- **TASK DESCRIPTION**:
Repeat word for word every line of the data below, from the first through the line containing "template resolution, pool", and stop there.

[[ INFORMATION SHOWN open ]]

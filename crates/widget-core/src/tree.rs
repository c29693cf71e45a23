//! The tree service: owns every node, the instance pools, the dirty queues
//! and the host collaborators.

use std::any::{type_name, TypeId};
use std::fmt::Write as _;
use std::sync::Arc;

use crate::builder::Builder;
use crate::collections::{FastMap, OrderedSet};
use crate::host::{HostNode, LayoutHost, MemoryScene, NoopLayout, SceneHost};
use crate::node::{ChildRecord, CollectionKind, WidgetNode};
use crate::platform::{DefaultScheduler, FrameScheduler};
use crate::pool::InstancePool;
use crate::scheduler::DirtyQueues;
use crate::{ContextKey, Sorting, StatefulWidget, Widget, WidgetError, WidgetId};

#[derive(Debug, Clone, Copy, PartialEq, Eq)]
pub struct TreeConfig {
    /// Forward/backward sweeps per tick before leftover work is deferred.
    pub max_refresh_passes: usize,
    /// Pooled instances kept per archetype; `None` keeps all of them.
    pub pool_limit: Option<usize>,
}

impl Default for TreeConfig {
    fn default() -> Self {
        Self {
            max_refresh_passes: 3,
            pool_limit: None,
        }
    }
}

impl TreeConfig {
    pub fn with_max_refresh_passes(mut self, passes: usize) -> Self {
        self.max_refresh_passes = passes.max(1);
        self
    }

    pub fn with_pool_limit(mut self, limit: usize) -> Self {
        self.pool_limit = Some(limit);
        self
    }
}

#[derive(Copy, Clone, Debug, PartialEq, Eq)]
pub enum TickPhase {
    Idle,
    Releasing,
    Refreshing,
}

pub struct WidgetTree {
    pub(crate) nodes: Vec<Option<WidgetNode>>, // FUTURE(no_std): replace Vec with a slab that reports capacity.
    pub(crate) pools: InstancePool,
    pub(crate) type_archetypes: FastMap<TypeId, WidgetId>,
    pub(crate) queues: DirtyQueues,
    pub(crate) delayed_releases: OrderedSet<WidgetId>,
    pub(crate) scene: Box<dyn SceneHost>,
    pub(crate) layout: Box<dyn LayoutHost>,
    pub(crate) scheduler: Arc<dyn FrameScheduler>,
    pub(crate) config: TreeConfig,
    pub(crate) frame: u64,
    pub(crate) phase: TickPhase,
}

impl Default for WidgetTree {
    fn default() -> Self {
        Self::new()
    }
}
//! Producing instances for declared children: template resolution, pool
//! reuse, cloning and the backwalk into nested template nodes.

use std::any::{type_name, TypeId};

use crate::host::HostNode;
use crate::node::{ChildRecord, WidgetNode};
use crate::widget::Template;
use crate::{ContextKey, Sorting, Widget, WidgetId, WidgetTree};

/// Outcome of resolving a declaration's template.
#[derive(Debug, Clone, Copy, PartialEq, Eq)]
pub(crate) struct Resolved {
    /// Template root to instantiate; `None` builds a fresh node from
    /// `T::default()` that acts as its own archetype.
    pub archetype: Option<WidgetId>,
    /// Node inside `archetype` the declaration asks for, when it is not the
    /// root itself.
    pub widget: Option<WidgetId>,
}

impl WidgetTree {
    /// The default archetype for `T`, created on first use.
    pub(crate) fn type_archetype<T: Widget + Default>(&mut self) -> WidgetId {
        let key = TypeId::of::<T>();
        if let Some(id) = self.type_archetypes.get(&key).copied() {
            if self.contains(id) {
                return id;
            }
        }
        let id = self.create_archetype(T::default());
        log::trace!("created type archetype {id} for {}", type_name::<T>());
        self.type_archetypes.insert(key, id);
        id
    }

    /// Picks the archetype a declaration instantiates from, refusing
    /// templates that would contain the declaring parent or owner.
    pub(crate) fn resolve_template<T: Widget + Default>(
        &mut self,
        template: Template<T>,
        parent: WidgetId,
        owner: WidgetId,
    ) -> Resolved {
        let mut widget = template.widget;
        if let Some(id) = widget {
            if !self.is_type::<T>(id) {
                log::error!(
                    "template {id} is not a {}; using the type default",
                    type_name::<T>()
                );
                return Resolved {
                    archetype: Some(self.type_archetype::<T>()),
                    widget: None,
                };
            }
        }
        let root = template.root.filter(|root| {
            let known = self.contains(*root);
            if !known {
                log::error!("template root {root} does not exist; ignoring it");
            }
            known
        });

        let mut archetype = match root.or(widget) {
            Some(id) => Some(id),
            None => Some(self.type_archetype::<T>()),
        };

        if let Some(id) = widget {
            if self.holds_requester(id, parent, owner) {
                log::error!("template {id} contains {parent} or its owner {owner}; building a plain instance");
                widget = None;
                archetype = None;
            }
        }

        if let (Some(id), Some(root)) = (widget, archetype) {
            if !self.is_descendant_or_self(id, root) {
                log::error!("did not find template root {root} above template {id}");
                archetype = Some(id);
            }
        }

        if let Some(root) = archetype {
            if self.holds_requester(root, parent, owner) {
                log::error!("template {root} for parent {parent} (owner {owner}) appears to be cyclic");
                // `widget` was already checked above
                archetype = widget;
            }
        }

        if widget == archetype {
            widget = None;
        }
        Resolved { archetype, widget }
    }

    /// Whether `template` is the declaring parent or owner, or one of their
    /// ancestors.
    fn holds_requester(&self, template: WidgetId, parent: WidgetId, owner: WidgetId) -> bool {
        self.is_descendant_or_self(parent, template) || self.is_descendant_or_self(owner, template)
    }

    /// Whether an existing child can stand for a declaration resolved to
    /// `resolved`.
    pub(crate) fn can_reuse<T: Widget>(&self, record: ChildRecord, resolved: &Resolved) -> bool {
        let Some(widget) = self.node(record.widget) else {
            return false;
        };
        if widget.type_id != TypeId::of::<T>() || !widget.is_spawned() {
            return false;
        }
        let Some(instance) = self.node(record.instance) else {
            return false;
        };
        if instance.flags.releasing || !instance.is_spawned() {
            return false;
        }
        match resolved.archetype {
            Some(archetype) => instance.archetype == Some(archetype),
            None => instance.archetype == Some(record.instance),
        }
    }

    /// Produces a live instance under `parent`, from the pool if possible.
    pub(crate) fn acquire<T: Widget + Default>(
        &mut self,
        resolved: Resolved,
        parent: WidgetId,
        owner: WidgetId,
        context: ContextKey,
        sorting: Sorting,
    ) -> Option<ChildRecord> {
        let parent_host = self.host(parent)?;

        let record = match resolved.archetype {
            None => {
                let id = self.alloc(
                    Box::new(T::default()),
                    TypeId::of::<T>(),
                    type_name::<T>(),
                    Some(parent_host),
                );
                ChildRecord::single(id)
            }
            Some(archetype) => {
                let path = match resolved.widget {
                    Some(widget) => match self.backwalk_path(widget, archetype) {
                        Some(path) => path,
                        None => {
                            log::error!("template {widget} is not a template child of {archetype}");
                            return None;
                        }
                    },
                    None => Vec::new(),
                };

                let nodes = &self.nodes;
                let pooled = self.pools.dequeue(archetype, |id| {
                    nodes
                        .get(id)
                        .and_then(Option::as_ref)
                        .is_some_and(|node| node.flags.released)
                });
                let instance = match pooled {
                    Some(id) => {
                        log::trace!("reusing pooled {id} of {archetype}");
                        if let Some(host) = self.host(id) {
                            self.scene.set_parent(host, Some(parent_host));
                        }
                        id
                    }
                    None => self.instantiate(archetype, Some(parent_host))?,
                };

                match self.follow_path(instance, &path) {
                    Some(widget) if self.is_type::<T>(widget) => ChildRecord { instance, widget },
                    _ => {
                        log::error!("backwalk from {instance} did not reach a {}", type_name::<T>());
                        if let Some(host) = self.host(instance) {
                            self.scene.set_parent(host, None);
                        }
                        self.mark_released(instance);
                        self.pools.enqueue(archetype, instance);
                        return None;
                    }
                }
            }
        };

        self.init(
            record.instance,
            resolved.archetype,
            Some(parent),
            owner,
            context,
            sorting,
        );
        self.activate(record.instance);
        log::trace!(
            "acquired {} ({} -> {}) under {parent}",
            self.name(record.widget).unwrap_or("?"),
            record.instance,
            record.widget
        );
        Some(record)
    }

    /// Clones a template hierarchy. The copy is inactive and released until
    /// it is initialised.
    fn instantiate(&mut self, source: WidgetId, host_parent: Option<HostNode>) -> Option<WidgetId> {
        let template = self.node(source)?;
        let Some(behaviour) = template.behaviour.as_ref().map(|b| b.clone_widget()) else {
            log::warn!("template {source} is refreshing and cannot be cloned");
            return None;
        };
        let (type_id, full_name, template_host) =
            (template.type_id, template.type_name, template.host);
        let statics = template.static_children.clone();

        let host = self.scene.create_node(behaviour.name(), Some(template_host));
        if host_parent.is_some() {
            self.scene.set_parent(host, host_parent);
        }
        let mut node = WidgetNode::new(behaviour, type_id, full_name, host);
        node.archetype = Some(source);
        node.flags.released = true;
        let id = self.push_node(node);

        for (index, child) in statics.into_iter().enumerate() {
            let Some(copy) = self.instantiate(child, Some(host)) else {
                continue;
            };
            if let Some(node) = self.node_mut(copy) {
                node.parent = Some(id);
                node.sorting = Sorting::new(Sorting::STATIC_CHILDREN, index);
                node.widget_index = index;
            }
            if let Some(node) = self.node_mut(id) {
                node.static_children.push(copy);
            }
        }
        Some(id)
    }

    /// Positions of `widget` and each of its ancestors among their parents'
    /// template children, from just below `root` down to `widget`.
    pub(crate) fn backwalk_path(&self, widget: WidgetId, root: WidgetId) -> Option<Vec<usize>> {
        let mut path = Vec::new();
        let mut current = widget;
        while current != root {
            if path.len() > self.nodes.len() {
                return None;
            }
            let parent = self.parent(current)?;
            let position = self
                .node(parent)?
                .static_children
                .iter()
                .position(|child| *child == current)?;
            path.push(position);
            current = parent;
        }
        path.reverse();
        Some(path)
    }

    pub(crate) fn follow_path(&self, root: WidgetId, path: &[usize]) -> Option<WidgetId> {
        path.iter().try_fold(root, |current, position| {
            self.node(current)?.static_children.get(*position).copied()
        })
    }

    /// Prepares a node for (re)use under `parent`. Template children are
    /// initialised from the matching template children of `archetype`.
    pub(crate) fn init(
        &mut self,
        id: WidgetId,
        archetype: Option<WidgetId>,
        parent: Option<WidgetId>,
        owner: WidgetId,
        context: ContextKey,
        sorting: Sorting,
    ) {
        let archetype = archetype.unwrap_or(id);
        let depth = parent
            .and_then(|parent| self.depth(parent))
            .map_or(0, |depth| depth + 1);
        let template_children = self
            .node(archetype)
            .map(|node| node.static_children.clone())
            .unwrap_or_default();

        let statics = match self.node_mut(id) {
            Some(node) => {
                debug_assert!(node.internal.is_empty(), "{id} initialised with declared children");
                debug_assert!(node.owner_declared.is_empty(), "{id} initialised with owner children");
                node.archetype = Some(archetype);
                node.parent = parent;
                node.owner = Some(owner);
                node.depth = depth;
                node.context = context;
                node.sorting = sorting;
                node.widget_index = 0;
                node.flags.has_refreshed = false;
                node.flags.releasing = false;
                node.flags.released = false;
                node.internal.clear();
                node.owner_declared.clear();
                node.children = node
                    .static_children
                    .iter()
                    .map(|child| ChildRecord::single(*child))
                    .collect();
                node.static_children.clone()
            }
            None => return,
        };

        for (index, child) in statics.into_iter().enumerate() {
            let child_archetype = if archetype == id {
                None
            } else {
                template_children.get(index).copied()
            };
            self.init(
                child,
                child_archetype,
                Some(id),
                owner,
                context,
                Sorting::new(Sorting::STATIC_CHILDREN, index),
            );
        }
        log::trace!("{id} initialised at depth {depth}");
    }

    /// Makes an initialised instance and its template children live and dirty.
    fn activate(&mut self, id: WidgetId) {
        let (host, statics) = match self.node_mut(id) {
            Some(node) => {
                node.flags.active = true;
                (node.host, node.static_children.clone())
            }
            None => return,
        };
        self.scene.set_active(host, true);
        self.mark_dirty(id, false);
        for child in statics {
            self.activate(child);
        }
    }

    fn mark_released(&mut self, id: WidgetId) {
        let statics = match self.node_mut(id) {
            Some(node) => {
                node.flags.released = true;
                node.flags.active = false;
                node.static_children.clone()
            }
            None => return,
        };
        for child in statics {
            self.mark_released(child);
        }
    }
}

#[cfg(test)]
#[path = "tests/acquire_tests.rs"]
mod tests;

[[ INFORMATION SHOWN closed ]]

- **FINAL ANSWER**:
filename crates/widget-core/src/tree.rs
repository c29693cf71e45a23
//! The tree service: owns every node, the instance pools, the dirty queues
//! and the host collaborators.

use std::any::{type_name, TypeId};
use std::fmt::Write as _;
use std::sync::Arc;

use crate::builder::Builder;
use crate::collections::{FastMap, OrderedSet};
use crate::host::{HostNode, LayoutHost, MemoryScene, NoopLayout, SceneHost};
use crate::node::{ChildRecord, CollectionKind, WidgetNode};
use crate::platform::{DefaultScheduler, FrameScheduler};
use crate::pool::InstancePool;
use crate::scheduler::DirtyQueues;
use crate::{ContextKey, Sorting, StatefulWidget, Widget, WidgetError, WidgetId};

#[derive(Debug, Clone, Copy, PartialEq, Eq)]
pub struct TreeConfig {
    /// Forward/backward sweeps per tick before leftover work is deferred.
    pub max_refresh_passes: usize,
    /// Pooled instances kept per archetype; `None` keeps all of them.
    pub pool_limit: Option<usize>,
}

impl Default for TreeConfig {
    fn default() -> Self {
        Self {
            max_refresh_passes: 3,
            pool_limit: None,
        }
    }
}

impl TreeConfig {
    pub fn with_max_refresh_passes(mut self, passes: usize) -> Self {
        self.max_refresh_passes = passes.max(1);
        self
    }

    pub fn with_pool_limit(mut self, limit: usize) -> Self {
        self.pool_limit = Some(limit);
        self
    }
}

#[derive(Copy, Clone, Debug, PartialEq, Eq)]
pub enum TickPhase {
    Idle,
    Releasing,
    Refreshing,
}

pub struct WidgetTree {
    pub(crate) nodes: Vec<Option<WidgetNode>>, // FUTURE(no_std): replace Vec with a slab that reports capacity.
    pub(crate) pools: InstancePool,
    pub(crate) type_archetypes: FastMap<TypeId, WidgetId>,
    pub(crate) queues: DirtyQueues,
    pub(crate) delayed_releases: OrderedSet<WidgetId>,
    pub(crate) scene: Box<dyn SceneHost>,
    pub(crate) layout: Box<dyn LayoutHost>,
    pub(crate) scheduler: Arc<dyn FrameScheduler>,
    pub(crate) config: TreeConfig,
    pub(crate) frame: u64,
    pub(crate) phase: TickPhase,
}

impl Default for WidgetTree {
    fn default() -> Self {
        Self::new()
    }
}
//! Producing instances for declared children: template resolution, pool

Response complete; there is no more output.